These strategists aren't ruling out another credit-rating cut for U.S. debt.
Gee, the election has been exciting, hasn't it? That's part of the problem, say the currency strategists at Bank of America Merrill Lynch.
"The long-term fiscal outlook depends crucially on the outcome of the U.S. election this year," they wrote in a note to clients. New forecasts of the federal budget deficit by the Congressional Budget Office would change dramatically depending on the tax policies of the November winner, they say. They estimate that if the Bush tax cuts continue and budget sequestration does not take effect, the U.S. debt-to-GDP ratio would exceed that of France.

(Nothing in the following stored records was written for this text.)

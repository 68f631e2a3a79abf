//! Form bodies: `application/x-www-form-urlencoded` and `multipart/form-data`.

use crate::server::ParsedRequest;
use futures::{executor, future, stream};
use serde::Serialize;
use serde_json::{json, Value};
use tracing::debug;

/// A file part of a multipart body.
#[derive(Debug, Clone, PartialEq, Eq, Serialize)]
pub struct UploadedFile {
    pub filename: String,
    pub content_type: Option<String>,
    #[serde(skip)]
    pub data: Vec<u8>,
}

impl UploadedFile {
    /// Metadata exposed as the bound argument value.
    pub(crate) fn describe(&self) -> Value {
        json!({
            "filename": self.filename,
            "content_type": self.content_type,
            "size": self.data.len(),
        })
    }
}

/// Fields and files read from a form body.
#[derive(Debug, Default)]
pub(crate) struct FormData {
    pub fields: Vec<(String, String)>,
    pub files: Vec<(String, UploadedFile)>,
}

impl FormData {
    pub fn field_values(&self, name: &str) -> Vec<String> {
        self.fields
            .iter()
            .filter(|(k, _)| k == name)
            .map(|(_, v)| v.clone())
            .collect()
    }

    pub fn files(&self, name: &str) -> Vec<UploadedFile> {
        self.files
            .iter()
            .filter(|(k, _)| k == name)
            .map(|(_, f)| f.clone())
            .collect()
    }
}

/// Read the form body of `req`, if its content type is a form type.
///
/// # Errors
///
/// The `multer` error for a multipart body without a boundary or with
/// malformed parts.
pub(crate) fn read_form(req: &ParsedRequest) -> Result<FormData, multer::Error> {
    match req.content_type().as_deref() {
        Some("application/x-www-form-urlencoded") => Ok(FormData {
            fields: url::form_urlencoded::parse(&req.body)
                .map(|(k, v)| (k.into_owned(), v.into_owned()))
                .collect(),
            files: Vec::new(),
        }),
        Some("multipart/form-data") => {
            let content_type = req.get_header("content-type").unwrap_or_default();
            let boundary = multer::parse_boundary(content_type)?;
            parse_multipart(req.body.clone(), boundary)
        }
        _ => Ok(FormData::default()),
    }
}

/// Read every part of a multipart body.
///
/// The body is already in memory, so it is fed to `multer` as a one-item
/// stream and the parse is driven to completion on the current coroutine.
pub(crate) fn parse_multipart(
    body: Vec<u8>,
    boundary: String,
) -> Result<FormData, multer::Error> {
    let stream = stream::once(future::ready(Ok::<_, std::io::Error>(body)));
    let mut multipart = multer::Multipart::new(stream, boundary);
    let form = executor::block_on(async move {
        let mut form = FormData::default();
        while let Some(field) = multipart.next_field().await? {
            let Some(name) = field.name().map(str::to_string) else {
                continue;
            };
            let filename = field.file_name().map(str::to_string);
            let content_type = field.content_type().map(ToString::to_string);
            let data = field.bytes().await?;
            match filename {
                Some(filename) => form.files.push((
                    name,
                    UploadedFile {
                        filename,
                        content_type,
                        data: data.to_vec(),
                    },
                )),
                None => form
                    .fields
                    .push((name, String::from_utf8_lossy(&data).into_owned())),
            }
        }
        Ok::<_, multer::Error>(form)
    })?;
    debug!(
        field_count = form.fields.len(),
        file_count = form.files.len(),
        "Multipart body parsed"
    );
    Ok(form)
}

#[cfg(test)]
mod tests {
    use super::*;

    #[test]
    fn test_parse_multipart_fields_and_files() {
        let body = "--XyZ\r\n\
            Content-Disposition: form-data; name=\"title\"\r\n\r\n\
            hello\r\n\
            --XyZ\r\n\
            Content-Disposition: form-data; name=\"upload\"; filename=\"a.txt\"\r\n\
            Content-Type: text/plain\r\n\r\n\
            file body\r\n\
            --XyZ--\r\n";
        let form = parse_multipart(body.as_bytes().to_vec(), "XyZ".to_string()).unwrap();
        assert_eq!(form.field_values("title"), vec!["hello".to_string()]);
        let files = form.files("upload");
        assert_eq!(files.len(), 1);
        assert_eq!(files[0].filename, "a.txt");
        assert_eq!(files[0].content_type.as_deref(), Some("text/plain"));
        assert_eq!(files[0].data, b"file body");
    }

    #[test]
    fn test_boundary_text_inside_part_is_kept() {
        let body = "--XyZ\r\n\
            Content-Disposition: form-data; name=\"upload\"; filename=\"b.bin\"\r\n\r\n\
            a--XyZb\r\n\
            --XyZ--\r\n";
        let form = parse_multipart(body.as_bytes().to_vec(), "XyZ".to_string()).unwrap();
        let files = form.files("upload");
        assert_eq!(files.len(), 1);
        assert_eq!(files[0].data, b"a--XyZb");
        assert_eq!(files[0].content_type, None);
    }

    #[test]
    fn test_multipart_without_boundary() {
        let mut req = ParsedRequest::default();
        req.headers
            .insert("content-type".to_string(), "multipart/form-data".to_string());
        req.body = b"--x\r\n".to_vec();
        assert!(read_form(&req).is_err());
    }

    #[test]
    fn test_read_urlencoded() {
        let mut req = ParsedRequest::default();
        req.headers.insert(
            "content-type".to_string(),
            "application/x-www-form-urlencoded".to_string(),
        );
        req.body = b"name=Rex&tag=a+b".to_vec();
        let form = read_form(&req).unwrap();
        assert_eq!(form.field_values("tag"), vec!["a b".to_string()]);
        assert!(form.files.is_empty());
    }
}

A rating cut is not the strategists' base case. Still, they say, "we cannot rule out the possibility that the rating agencies will weigh in on the debate over fiscal reform." Since a Republican president might extend the Bush tax cuts, and a Democratic president could face a deadlock over the budget, the debt limit, or both, Bank of America Merrill expects volatility in FX to pick up.
They also expect the uncertainty to lead the dollar to underperform the euro over time. "We see the November elections having a major impact on the US dollar; the upward trajectory of our EUR/USD forecasts from 1.30 at end-2012 to 1.35 at end-2013 is a reflection of this fiscal uncertainty."
The bottom line: be careful out there.